Une dépendance nucléaire qui interpelle en pleine guerre
Le secteur du nucléaire civil échappe toujours aux sanctions imposées par l’Union européenne contre la Russie. Cette particularité frappe d’autant plus que l’objectif affiché par Bruxelles consiste à priver Moscou de ressources financières alimentant le conflit ukrainien. Gaz et pétrole font l’objet de restrictions progressives, mais l’atome reste à l’écart, créant un malaise palpable parmi les Vingt-Sept.
Une analyse approfondie des flux commerciaux révèle que les relations avec le principal acteur russe du domaine n’ont pas été rompues. Les importations se poursuivent, même si elles diminuent progressivement. Cette situation place la France dans une position délicate, entre souveraineté énergétique et cohérence géopolitique.
Les faits mis en évidence par l’enquête
Les données douanières examinées montrent que la France importe encore de l’uranium enrichi directement depuis la Russie. Bien que cette part ait fortement reculé depuis 2022, elle représentait encore 18 % des approvisionnements entre janvier et septembre 2025. Il s’agit principalement d’uranium naturel enrichi ou d’uranium issu du retraitement et ré-enrichi.
Par ailleurs, près de la moitié de l’uranium naturel importé provient du Kazakhstan et de l’Ouzbékistan. Or, une grande partie de ces matières transite par le territoire russe, sous contrôle de l’entreprise publique dominante dans le secteur. Les cargaisons arrivent souvent aux ports de Dunkerque ou Rotterdam avant d’être acheminées vers les installations françaises spécialisées dans le cycle du combustible.
Le gouvernement français et l’Europe doivent sanctionner Rosatom pour envoyer un signal fort et mettre fin à l’impunité dont jouit la première entreprise au monde à avoir pris les commandes d’une centrale nucléaire étrangère par la force.
Chargée de campagne pour l’organisation environnementale
Cette citation illustre la position ferme adoptée : l’occupation de la centrale de Zaporijjia par les forces russes constitue un précédent grave, justifiant selon l’ONG une réaction immédiate et sans ambiguïté.
Le processus du combustible nucléaire expliqué simplement
Pour bien comprendre les enjeux, rappelons les étapes clés.
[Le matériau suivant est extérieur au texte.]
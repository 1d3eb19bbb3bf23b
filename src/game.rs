use crate::card::{Card, Suit};
use crate::config::{Config, Scoring};
use crate::deck::Deck;
use crate::error::{Error, Result};
use crate::foundation::Foundation;
use crate::tableau::Tableau;
use crate::undo::{UndoLog, Undoable};
use log::{debug, info, trace};
use rand::{rngs::StdRng, SeedableRng};
use serde::{Deserialize, Serialize};

/// Largest triangular layout a single deck can fill.
const MAX_TABLEAU_PILES: usize = 9;

/// How to reverse one player-facing action. Composite commands unwind the
/// score first and then call into the sub-component logs they wrote to.
#[derive(Debug, Clone, PartialEq, Eq)]
pub enum GameUndo {
    /// One card went from stock to waste, after recycling the waste if `replenished`.
    Dealt { replenished: bool },
    /// A foundation card went down onto the tableau.
    FromFoundation,
    /// `card` left the waste for the foundation or the tableau.
    FromWaste { to_foundation: bool, card: Card },
    /// A tableau run went to the foundation or another tableau pile.
    FromTableau { to_foundation: bool },
}

#[derive(Debug, Clone, Serialize, Deserialize)]
pub struct Game {
    pub(crate) score: i32,
    pub(crate) stock: Deck,
    pub(crate) waste: Vec<Card>,
    pub(crate) foundation: Foundation,
    pub(crate) tableau: Tableau,
    scoring: Scoring,
    #[serde(skip)]
    undo_log: UndoLog<GameUndo>,
}

impl Default for Game {
    fn default() -> Self {
        Self::new()
    }
}

impl Game {
    /// A freshly shuffled single deck in the standard Klondike layout.
    pub fn new() -> Self {
        match Self::with_config(&Config::default()) {
            Ok(game) => game,
            Err(e) => unreachable!("the default layout always deals: {}", e),
        }
    }

    pub fn with_config(config: &Config) -> Result<Self> {
        if config.tableau_piles > MAX_TABLEAU_PILES {
            return Err(Error::InvalidIndex(format!(
                "{} tableau piles need more than one deck",
                config.tableau_piles
            )));
        }
        let mut stock = Deck::new(1, 0);
        match config.seed {
            Some(seed) => stock.shuffle_with(&mut StdRng::seed_from_u64(seed)),
            None => stock.shuffle(),
        };
        let tableau = Tableau::dealt(config.tableau_piles, &mut stock)?;
        info!(
            "new game: {} tableau piles, {} cards in stock, seed {:?}",
            config.tableau_piles,
            stock.remaining(),
            config.seed
        );
        Ok(Self {
            score: 0,
            stock,
            waste: Vec::new(),
            foundation: Foundation::new(&Suit::ALL),
            tableau,
            scoring: config.scoring,
            undo_log: UndoLog::default(),
        })
    }

    pub fn score(&self) -> i32 {
        self.score
    }

    pub fn stock(&self) -> &Deck {
        &self.stock
    }

    pub fn waste(&self) -> &[Card] {
        &self.waste
    }

    pub fn foundation(&self) -> &Foundation {
        &self.foundation
    }

    pub fn tableau(&self) -> &Tableau {
        &self.tableau
    }

    pub fn scoring(&self) -> &Scoring {
        &self.scoring
    }

    pub fn undo_len(&self) -> usize {
        self.undo_log.len()
    }

    fn adjust_score(&mut self, points: i32) {
        self.score += points;
    }

    /// Turns one card from stock to waste, first recycling the waste into
    /// the stock when the stock has run out.
    pub fn deal(&mut self) -> Result<()> {
        let mut replenished = false;
        if self.stock.is_empty() {
            if self.waste.is_empty() {
                return Err(Error::IllegalState("no cards remaining".into()));
            }
            let waste = std::mem::take(&mut self.waste);
            info!("replenishing stock with {} waste cards", waste.len());
            self.stock.put_back(waste.into_iter().map(|mut card| {
                card.conceal();
                card
            }));
            replenished = true;
        }
        let card = self
            .stock
            .deal()
            .ok_or_else(|| Error::IllegalState("no cards remaining".into()))?
            .revealed();
        debug!("dealt {}", card);
        self.waste.push(card);
        self.undo_log.record(GameUndo::Dealt { replenished });
        Ok(())
    }

    fn all_piles(&self) -> Vec<usize> {
        (0..self.tableau.len()).collect()
    }

    /// Places `run` on the first of `destinations` that accepts it.
    fn seek_tableau(&mut self, run: &[Card], destinations: &[usize]) -> Option<usize> {
        destinations.iter().copied().find(|&pile| {
            match self.tableau.put(run.to_vec(), pile) {
                Ok(()) => true,
                Err(e) => {
                    trace!("seek: pile {} refused: {}", pile, e);
                    false
                }
            }
        })
    }

    /// Moves the top card of a foundation pile onto the tableau, trying
    /// `destinations` in order or every pile if none are given.
    pub fn select_foundation(&mut self, suit: Suit, destinations: &[usize]) -> Result<()> {
        let card = self.foundation.get(suit)?;
        let candidates = match destinations {
            [] => self.all_piles(),
            piles => piles.to_vec(),
        };
        match self.seek_tableau(&[card], &candidates) {
            Some(pile) => {
                self.adjust_score(-self.scoring.tableau_to_foundation);
                self.undo_log.record(GameUndo::FromFoundation);
                debug!("foundation {} -> tableau {}", card, pile);
                Ok(())
            }
            None => {
                self.foundation.undo()?;
                Err(Error::NoFit(format!("no tableau fit for {}", card)))
            }
        }
    }

    /// Plays the top waste card. With no destination list at all the
    /// foundation is tried first; an empty list means every tableau pile.
    pub fn select_waste(&mut self, destinations: Option<&[usize]>) -> Result<()> {
        let card = self
            .waste
            .pop()
            .ok_or_else(|| Error::IllegalState("no cards left in the waste pile".into()))?;

        if destinations.is_none() {
            match self.foundation.put(card) {
                Ok(()) => {
                    self.adjust_score(self.scoring.waste_to_foundation);
                    self.undo_log.record(GameUndo::FromWaste {
                        to_foundation: true,
                        card,
                    });
                    debug!("waste {} -> foundation", card);
                    return Ok(());
                }
                Err(e) => trace!("waste {} does not fit the foundation: {}", card, e),
            }
        }

        let candidates = match destinations {
            Some(piles) if !piles.is_empty() => piles.to_vec(),
            _ => self.all_piles(),
        };
        match self.seek_tableau(&[card], &candidates) {
            Some(pile) => {
                self.adjust_score(self.scoring.waste_to_tableau);
                self.undo_log.record(GameUndo::FromWaste {
                    to_foundation: false,
                    card,
                });
                debug!("waste {} -> tableau {}", card, pile);
                Ok(())
            }
            None => {
                self.waste.push(card);
                Err(Error::NoFit(format!("no fit for {}", card)))
            }
        }
    }

    /// Plays a run from tableau pile `pile` starting at `card` (the top card
    /// when omitted, counted from the end when negative). A single card with
    /// no destination tries the foundation before the tableau.
    pub fn select_tableau(
        &mut self,
        pile: usize,
        card: Option<isize>,
        destination: Option<usize>,
    ) -> Result<()> {
        let len = self
            .tableau
            .pile(pile)
            .ok_or_else(|| Error::InvalidIndex(format!("invalid pile number {}", pile)))?
            .len();
        if len == 0 {
            return Err(Error::IllegalState(format!("tableau pile {} is empty", pile)));
        }
        let index = match card {
            None => len - 1,
            Some(n) if n < 0 => {
                let from_end = len as isize + n;
                if from_end < 0 {
                    return Err(Error::InvalidIndex(format!("invalid card number {}", n)));
                }
                from_end as usize
            }
            Some(n) => n as usize,
        };
        if destination == Some(pile) {
            return Err(Error::InvalidIndex(format!(
                "destination pile {} is the source pile",
                pile
            )));
        }

        let run = self.tableau.get(pile, index)?;

        if let ([single], None) = (run.as_slice(), destination) {
            match self.foundation.put(*single) {
                Ok(()) => {
                    self.adjust_score(self.scoring.tableau_to_foundation);
                    self.undo_log.record(GameUndo::FromTableau { to_foundation: true });
                    debug!("tableau {} {} -> foundation", pile, single);
                    return Ok(());
                }
                Err(e) => trace!("tableau {} does not fit the foundation: {}", single, e),
            }
        }

        let candidates = match destination {
            Some(to) => vec![to],
            None => (0..self.tableau.len()).filter(|&to| to != pile).collect(),
        };
        match self.seek_tableau(&run, &candidates) {
            Some(to) => {
                self.adjust_score(self.scoring.waste_to_tableau);
                self.undo_log.record(GameUndo::FromTableau { to_foundation: false });
                debug!("tableau {} ({} cards) -> tableau {}", pile, run.len(), to);
                Ok(())
            }
            None => {
                self.tableau.undo()?;
                Err(Error::NoFit(format!(
                    "no fit for the run at pile {} card {}",
                    pile, index
                )))
            }
        }
    }
}

impl Undoable for Game {
    type Command = GameUndo;

    fn undo_log(&mut self) -> &mut UndoLog<GameUndo> {
        &mut self.undo_log
    }

    fn apply_inverse(&mut self, command: GameUndo) -> Result<()> {
        debug!("undo {:?}", command);
        match command {
            GameUndo::Dealt { replenished } => {
                let mut card = self
                    .waste
                    .pop()
                    .ok_or_else(|| Error::IllegalState("waste is empty".into()))?;
                card.conceal();
                self.stock.put_front(card);
                if replenished {
                    while let Some(card) = self.stock.deal() {
                        self.waste.push(card.revealed());
                    }
                }
            }
            GameUndo::FromFoundation => {
                self.adjust_score(self.scoring.tableau_to_foundation);
                self.tableau.undo()?;
                self.foundation.undo()?;
            }
            GameUndo::FromWaste {
                to_foundation,
                card,
            } => {
                if to_foundation {
                    self.adjust_score(-self.scoring.waste_to_foundation);
                    self.foundation.undo()?;
                } else {
                    self.adjust_score(-self.scoring.waste_to_tableau);
                    self.tableau.undo()?;
                }
                self.waste.push(card);
            }
            GameUndo::FromTableau { to_foundation } => {
                if to_foundation {
                    self.adjust_score(-self.scoring.tableau_to_foundation);
                    self.foundation.undo()?;
                } else {
                    self.adjust_score(-self.scoring.waste_to_tableau);
                    self.tableau.undo()?;
                }
                self.tableau.undo()?;
            }
        }
        Ok(())
    }
}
L’uranium naturel extrait des mines doit d’abord être converti, puis enrichi afin d’atteindre le niveau requis pour alimenter les réacteurs. La France dispose de capacités propres d’enrichissement, notamment au Tricastin, où les installations s’agrandissent actuellement. Pourtant, elle recourt encore à des partenaires extérieurs, dont la Russie reste un poids lourd mondial.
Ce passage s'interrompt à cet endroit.